To date, more than 100 people have been reported to have died as a result of the at-times Category 4 hurricane that ripped through the state in September, many drowning in the record-breaking storm surge as Ian decimated barrier islands like Sanibel and Pine in Southwest Florida before crossing the state, causing significant flooding in the central part. It then turned up the coast, slamming into North and South Carolina. Damage from Hurricane Ian is expected to be one of the costliest natural disasters ever with tens of billions of dollars’ worth of damage.
Among those locals lending a hand were members of the Alvin S. Mintzes Hatzalah of Baltimore, a local volunteer medical service.
At 11:30 p.m. on Sept. 27, just hours after the end of Rosh Hashanah, the group was contacted by Yehiel Kalish, CEO of the central Hatzalah organization, who asked them to go to Florida and help the local Hatzalah group there as the hurricane was set to hit the state hard.
Just 30 minutes later, three emergency responders headed to the Sunshine State in one of the organization’s ambulances.
In Florida, the volunteers from Baltimore joined with Hatzalah members from South Florida at Chabad Lubavitch of Southwest Florida in Fort Myers, Fla., which was being used as an emergency shelter. “No amount of historical data on hurricanes could’ve prepared us for the scene we would soon encounter,” said one of the volunteers. “The streets were like flowing rivers with actual fish swimming in them. Houses had water as high as three-feet deep and roofs blown off.”

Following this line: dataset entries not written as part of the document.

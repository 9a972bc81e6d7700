//! Conversation domain types.
//!
//! The upstream service owns all conversation state. These types describe what
//! the bridge reads back from it: an opaque handle, the messages appended to a
//! conversation, and the status of an in-flight generation.

use serde::{Deserialize, Serialize};
use std::fmt;

/// Longest client-supplied handle accepted.
const MAX_HANDLE_LEN: usize = 128;

/// Opaque identifier for a durable upstream conversation.
///
/// Issued by the upstream API and handed to the caller, who passes it back on
/// the next stateless request. The bridge never stores it.
#[derive(Debug, Clone, PartialEq, Eq, Hash, Serialize, Deserialize)]
#[serde(transparent)]
pub struct ConversationHandle(String);

impl ConversationHandle {
    /// Wraps an upstream-issued identifier.
    pub fn new(id: impl Into<String>) -> Self {
        Self(id.into())
    }

    /// Parses a client-supplied handle.
    ///
    /// The handle becomes a URL path segment upstream, so anything blank,
    /// overlong, or outside `[A-Za-z0-9_-]` is treated as absent and a new
    /// conversation is started instead.
    pub fn from_client(raw: Option<&str>) -> Option<Self> {
        raw.map(str::trim)
            .filter(|s| Self::is_well_formed(s))
            .map(|s| Self(s.to_string()))
    }

    fn is_well_formed(raw: &str) -> bool {
        !raw.is_empty()
            && raw.len() <= MAX_HANDLE_LEN
            && raw
                .bytes()
                .all(|b| b.is_ascii_alphanumeric() || b == b'_' || b == b'-')
    }

    pub fn as_str(&self) -> &str {
        &self.0
    }
}

impl fmt::Display for ConversationHandle {
    fn fmt(&self, f: &mut fmt::Formatter<'_>) -> fmt::Result {
        f.write_str(&self.0)
    }
}

impl AsRef<str> for ConversationHandle {
    fn as_ref(&self) -> &str {
        &self.0
    }
}

/// Role of the message author.
#[derive(Debug, Clone, Copy, PartialEq, Eq, Hash, Serialize, Deserialize)]
#[serde(rename_all = "lowercase")]
pub enum MessageRole {
    /// Visitor input.
    User,
    /// Generated reply.
    Assistant,
}

impl MessageRole {
    pub fn as_str(&self) -> &'static str {
        match self {
            MessageRole::User => "user",
            MessageRole::Assistant => "assistant",
        }
    }
}

/// One block of message content.
#[derive(Debug, Clone, PartialEq, Eq)]
pub enum ContentBlock {
    /// A text-bearing block.
    Text(String),
    /// Anything else the upstream emits (images, refusals, tool output).
    Other { kind: String },
}

impl ContentBlock {
    pub fn text(text: impl Into<String>) -> Self {
        Self::Text(text.into())
    }

    /// Returns the text if this block carries any.
    pub fn as_text(&self) -> Option<&str> {
        match self {
            ContentBlock::Text(text) => Some(text),
            ContentBlock::Other { .. } => None,
        }
    }
}

/// A message as listed by the upstream conversation.
///
/// Messages are immutable once appended. `sequence` is the position in an
/// ascending listing and breaks ties when `created_at` is missing or equal.
#[derive(Debug, Clone, PartialEq, Eq)]
pub struct Message {
    pub id: Option<String>,
    pub role: MessageRole,
    pub content: Vec<ContentBlock>,
    /// Upstream creation timestamp (unix seconds), when reported.
    pub created_at: Option<i64>,
    pub sequence: usize,
}

impl Message {
    pub fn new(role: MessageRole, content: Vec<ContentBlock>, sequence: usize) -> Self {
        Self {
            id: None,
            role,
            content,
            created_at: None,
            sequence,
        }
    }

    pub fn with_created_at(mut self, created_at: i64) -> Self {
        self.created_at = Some(created_at);
        self
    }

    pub fn with_id(mut self, id: impl Into<String>) -> Self {
        self.id = Some(id.into());
        self
    }

    /// Concatenates every text block in order, trimming surrounding whitespace.
    pub fn text(&self) -> String {
        self.content
            .iter()
            .filter_map(ContentBlock::as_text)
            .collect::<String>()
            .trim()
            .to_string()
    }

    fn creation_key(&self) -> (i64, usize) {
        (self.created_at.unwrap_or(i64::MIN), self.sequence)
    }
}

/// Extracts the reply text from a conversation listing.
///
/// Picks the most recently created assistant message (not the last array
/// entry, since listing order is not guaranteed) and joins its text blocks.
/// Returns an empty string when there is no assistant message or it carries
/// no text.
pub fn extract_reply_text(messages: &[Message]) -> String {
    messages
        .iter()
        .filter(|m| m.role == MessageRole::Assistant)
        .max_by_key(|m| m.creation_key())
        .map(Message::text)
        .unwrap_or_default()
}

/// Status of an asynchronous generation.
#[derive(Debug, Clone, PartialEq, Eq)]
pub enum RunState {
    Queued,
    InProgress,
    Completed,
    Failed,
    Expired,
    Cancelled,
    /// Finished early, e.g. on an output token limit.
    Incomplete,
    Other(String),
}

impl RunState {
    /// Maps an upstream status string.
    pub fn parse(status: &str) -> Self {
        match status {
            "queued" => RunState::Queued,
            "in_progress" => RunState::InProgress,
            "completed" => RunState::Completed,
            "failed" => RunState::Failed,
            "expired" => RunState::Expired,
            "cancelled" | "canceled" => RunState::Cancelled,
            "incomplete" => RunState::Incomplete,
            other => RunState::Other(other.to_string()),
        }
    }

    pub fn is_completed(&self) -> bool {
        matches!(self, RunState::Completed)
    }

    /// Terminal states other than `Completed`; polling these again is pointless.
    pub fn is_terminal_failure(&self) -> bool {
        matches!(
            self,
            RunState::Failed | RunState::Expired | RunState::Cancelled | RunState::Incomplete
        )
    }

    pub fn as_str(&self) -> &str {
        match self {
            RunState::Queued => "queued",
            RunState::InProgress => "in_progress",
            RunState::Completed => "completed",
            RunState::Failed => "failed",
            RunState::Expired => "expired",
            RunState::Cancelled => "cancelled",
            RunState::Incomplete => "incomplete",
            RunState::Other(s) => s,
        }
    }
}

impl fmt::Display for RunState {
    fn fmt(&self, f: &mut fmt::Formatter<'_>) -> fmt::Result {
        f.write_str(self.as_str())
    }
}

#[cfg(test)]
mod tests {
    use super::*;

    fn assistant(blocks: &[&str], sequence: usize) -> Message {
        Message::new(
            MessageRole::Assistant,
            blocks.iter().map(|b| ContentBlock::text(*b)).collect(),
            sequence,
        )
    }

    #[test]
    fn handle_from_client_ignores_blank() {
        assert_eq!(ConversationHandle::from_client(None), None);
        assert_eq!(ConversationHandle::from_client(Some("   ")), None);
        assert_eq!(
            ConversationHandle::from_client(Some(" conv_1 ")),
            Some(ConversationHandle::new("conv_1"))
        );
    }

    #[test]
    fn handle_from_client_rejects_path_characters() {
        for raw in [
            "../files?x=",
            "conv_1/items",
            "conv_1#frag",
            "conv 1",
            "conv%2F1",
            "convé",
        ] {
            assert_eq!(ConversationHandle::from_client(Some(raw)), None, "{raw}");
        }
        assert_eq!(ConversationHandle::from_client(Some(&"a".repeat(129))), None);
        assert_eq!(
            ConversationHandle::from_client(Some("conv_68a1-B2")),
            Some(ConversationHandle::new("conv_68a1-B2"))
        );
    }

    #[test]
    fn handle_serializes_as_plain_string() {
        let json = serde_json::to_string(&ConversationHandle::new("c1")).unwrap();
        assert_eq!(json, "\"c1\"");
    }

    #[test]
    fn extract_returns_empty_without_assistant_message() {
        let messages = vec![Message::new(
            MessageRole::User,
            vec![ContentBlock::text("Hi")],
            0,
        )];
        assert_eq!(extract_reply_text(&messages), "");
        assert_eq!(extract_reply_text(&[]), "");
    }

    #[test]
    fn extract_concatenates_text_blocks_in_order() {
        let mut msg = assistant(&["  Hello, ", "world!  "], 1);
        msg.content.insert(
            1,
            ContentBlock::Other {
                kind: "refusal".to_string(),
            },
        );
        assert_eq!(extract_reply_text(&[msg]), "Hello, world!");
    }

    #[test]
    fn extract_uses_creation_order_not_array_position() {
        let newer = assistant(&["newer"], 0).with_created_at(200);
        let older = assistant(&["older"], 1).with_created_at(100);
        assert_eq!(extract_reply_text(&[newer, older]), "newer");
    }

    #[test]
    fn extract_falls_back_to_listing_sequence() {
        let first = assistant(&["first"], 3);
        let second = assistant(&["second"], 7);
        assert_eq!(extract_reply_text(&[second, first]), "second");
    }

    #[test]
    fn extract_is_empty_when_latest_assistant_has_no_text() {
        let old = assistant(&["old"], 0);
        let latest = Message::new(
            MessageRole::Assistant,
            vec![ContentBlock::Other {
                kind: "image".to_string(),
            }],
            1,
        );
        assert_eq!(extract_reply_text(&[old, latest]), "");
    }

    #[test]
    fn run_state_parses_known_statuses() {
        assert_eq!(RunState::parse("queued"), RunState::Queued);
        assert_eq!(RunState::parse("in_progress"), RunState::InProgress);
        assert_eq!(RunState::parse("completed"), RunState::Completed);
        assert_eq!(RunState::parse("canceled"), RunState::Cancelled);
        assert_eq!(RunState::parse("incomplete"), RunState::Incomplete);
        assert_eq!(
            RunState::parse("requires_action"),
            RunState::Other("requires_action".to_string())
        );
    }

    #[test]
    fn run_state_terminal_failure_classification() {
        assert!(RunState::Failed.is_terminal_failure());
        assert!(RunState::Expired.is_terminal_failure());
        assert!(RunState::Cancelled.is_terminal_failure());
        assert!(!RunState::Completed.is_terminal_failure());
        assert!(!RunState::Queued.is_terminal_failure());
        assert!(RunState::Incomplete.is_terminal_failure());
        assert!(!RunState::Other("requires_action".to_string()).is_terminal_failure());
    }
}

At 3 a.m., in the pitch-dark of night and with no power anywhere, their first task was to rescue people from their homes and bring them to safety. The first family they helped included a single mother and her three kids, who were stuck in their house scared, cold and wet. Inside the warm ambulance, the family smiled, and the volunteers knew the trip had been “worth it.”

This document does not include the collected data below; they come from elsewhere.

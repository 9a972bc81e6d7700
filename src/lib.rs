//! Portfolio Chat - conversation bridge for the portfolio chat widget.
//!
//! Serves a stateless chat endpoint on top of a hosted, stateful
//! conversation API. Each call resolves (or mints) a conversation handle,
//! appends the visitor's prompt, and returns the reply either buffered or
//! as a relayed event stream.

pub mod adapters;
pub mod application;
pub mod config;
pub mod domain;
pub mod ports;
//! OpenAI Adapters.
//!
//! - `HttpTransport` - Authenticated JSON / event-stream client
//! - `OpenAIConversationApi` - Conversations + Responses protocol on top of it

mod conversation_api;
mod transport;

pub use conversation_api::OpenAIConversationApi;
pub use transport::{
    HttpTransport, OpenAIConfig, Payload, TransportError, TransportRequest, TransportResponse,
    TransportStream,
};
//! Adapters - Implementations of port interfaces.
//!
//! Adapters connect the bridge to external systems:
//! - `openai` - Upstream conversation API over HTTP
//! - `mock` - In-memory upstream for tests and local runs
//! - `http` - Inbound REST/SSE endpoint

pub mod http;
pub mod mock;
pub mod openai;

pub use mock::MockConversationApi;
pub use openai::{OpenAIConfig, OpenAIConversationApi};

The Baltimore Hatzalah volunteers were also tasked with performing welfare checks on elderly residents since phone lines were down and family members were desperate to reach them. That meant driving around storm-ravaged county roads to find them and report back to the families.
The volunteers returned to Baltimore tired and hungry on Sept. 30 just hours before Shabbat.

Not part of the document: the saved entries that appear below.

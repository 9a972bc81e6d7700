//! Conversation API Port - Interface to the hosted conversation service.
//!
//! The upstream service owns conversation state. This port exposes the small
//! capability set the bridge needs, independent of which upstream protocol
//! variant backs it (threads + runs, conversations + responses, ...).
//!
//! # Design
//!
//! - Handles are opaque and minted by the upstream
//! - Buffered generation reports an optional status that may need polling
//! - Streaming generation returns the raw server-sent-event byte stream
//! - Errors carry the upstream HTTP status so callers can classify them
//!   without inspecting message text

use async_trait::async_trait;
use bytes::Bytes;
use futures::Stream;
use std::pin::Pin;

use crate::domain::conversation::{ConversationHandle, Message, MessageRole, RunState};

/// Raw upstream byte stream, relayed without buffering.
pub type ByteStream = Pin<Box<dyn Stream<Item = Result<Bytes, ApiError>> + Send>>;

/// Port for the upstream conversation service.
#[async_trait]
pub trait ConversationApi: Send + Sync {
    /// Mints a new, empty conversation.
    async fn create_conversation(&self) -> Result<ConversationHandle, ApiError>;

    /// Checks that a conversation still exists upstream.
    ///
    /// Fails with a not-found [`ApiError`] when it has expired or never existed.
    async fn get_conversation(&self, handle: &ConversationHandle) -> Result<(), ApiError>;

    /// Appends a message to the conversation. Text is sent verbatim.
    async fn append_message(
        &self,
        handle: &ConversationHandle,
        role: MessageRole,
        text: &str,
    ) -> Result<(), ApiError>;

    /// Starts generating a reply without streaming.
    async fn generate_reply(
        &self,
        handle: &ConversationHandle,
        options: &GenerateOptions,
    ) -> Result<Generation, ApiError>;

    /// Re-reads the status of a generation started by [`generate_reply`].
    ///
    /// [`generate_reply`]: ConversationApi::generate_reply
    async fn get_generation(
        &self,
        handle: &ConversationHandle,
        generation_id: &str,
    ) -> Result<Generation, ApiError>;

    /// Starts generating a reply as a server-sent-event stream.
    ///
    /// Fails before returning if the upstream rejects the request.
    async fn open_reply_stream(
        &self,
        handle: &ConversationHandle,
        options: &GenerateOptions,
    ) -> Result<ByteStream, ApiError>;

    /// Lists the messages of a conversation in creation order.
    ///
    /// Implementations may return only the newest tail of a long
    /// conversation, as long as it reaches back to the latest assistant
    /// message.
    async fn list_messages(&self, handle: &ConversationHandle) -> Result<Vec<Message>, ApiError>;
}

/// Options for a reply generation.
#[derive(Debug, Clone, Default, PartialEq, Eq)]
pub struct GenerateOptions {
    /// Model override; the adapter's configured default is used when absent.
    pub model: Option<String>,
}

impl GenerateOptions {
    pub fn with_model(mut self, model: impl Into<String>) -> Self {
        self.model = Some(model.into());
        self
    }
}

/// Result of starting or polling a generation.
#[derive(Debug, Clone, PartialEq, Eq)]
pub struct Generation {
    /// Upstream identifier used for polling.
    pub id: String,
    /// Reported status. `None` means the upstream does not track status and
    /// the generation is already complete.
    pub status: Option<RunState>,
}

impl Generation {
    pub fn new(id: impl Into<String>, status: Option<RunState>) -> Self {
        Self {
            id: id.into(),
            status,
        }
    }

    pub fn completed(id: impl Into<String>) -> Self {
        Self::new(id, Some(RunState::Completed))
    }

    /// True when no further polling is needed.
    pub fn is_done(&self) -> bool {
        self.status.as_ref().map_or(true, RunState::is_completed)
    }
}

/// Upstream conversation API errors.
#[derive(Debug, Clone, thiserror::Error)]
pub enum ApiError {
    /// Credential or other required configuration is missing.
    #[error("configuration error: {0}")]
    Configuration(String),

    /// The upstream answered with a non-success status.
    #[error("upstream request failed ({status}): {payload}")]
    Upstream {
        /// HTTP status code.
        status: u16,
        /// Parsed JSON body, or the raw text wrapped in a JSON string.
        payload: serde_json::Value,
    },

    /// Network error during request.
    #[error("network error: {0}")]
    Network(String),

    /// Failed to parse upstream response.
    #[error("parse error: {0}")]
    Parse(String),
}

/// Upstream error codes that mean the conversation handle is unusable.
const INVALID_CONVERSATION_CODES: &[&str] = &[
    "conversation_not_found",
    "invalid_conversation",
    "thread_not_found",
    "not_found",
];

impl ApiError {
    pub fn upstream(status: u16, payload: serde_json::Value) -> Self {
        Self::Upstream { status, payload }
    }

    pub fn network(message: impl Into<String>) -> Self {
        Self::Network(message.into())
    }

    pub fn parse(message: impl Into<String>) -> Self {
        Self::Parse(message.into())
    }

    /// Upstream HTTP status, if this error came from an upstream response.
    pub fn status(&self) -> Option<u16> {
        match self {
            ApiError::Upstream { status, .. } => Some(*status),
            _ => None,
        }
    }

    /// Returns true if the conversation handle is missing or invalid upstream.
    ///
    /// A 404 always qualifies. A 400 qualifies when the structured error body
    /// names the conversation (`error.param == "conversation"`) or carries one
    /// of the known invalid-conversation codes.
    pub fn is_not_found(&self) -> bool {
        let ApiError::Upstream { status, payload } = self else {
            return false;
        };
        match *status {
            404 => true,
            400 => {
                let error = payload.get("error");
                let code = error.and_then(|e| e.get("code")).and_then(|c| c.as_str());
                let param = error.and_then(|e| e.get("param")).and_then(|p| p.as_str());
                param == Some("conversation")
                    || code.is_some_and(|c| INVALID_CONVERSATION_CODES.contains(&c))
            }
            _ => false,
        }
    }
}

Elsewhere, The Associated: Jewish Federation of Baltimore has established The Associated’s 2022 Hurricane Ian Emergency Relief Fund, with 100% of donations going to relief and recovery efforts. Funds will help support food, shelter, medical supplies and basic needs for all those impacted by Hurricane Ian in Florida and the Carolinas.
“When Hurricane Ian came ashore in Florida and the Carolinas, it left untold devastation to many homes and businesses. Rebuilding these communities will be a long and difficult process. Our Jewish values of tzedakah and tikkun olam compel us to help our neighbors, especially those facing unexpected challenges,” said Marc B. Terrill, president of The Associated.
This is not the first time that the Baltimore federation has pitched in when needed; it has created similar funds after other natural disasters.
Said Terrill: “We are very fortunate that we are part of a Federation system that is uniquely poised to assess what is happening on the ground and can provide the resources to those who need it most.”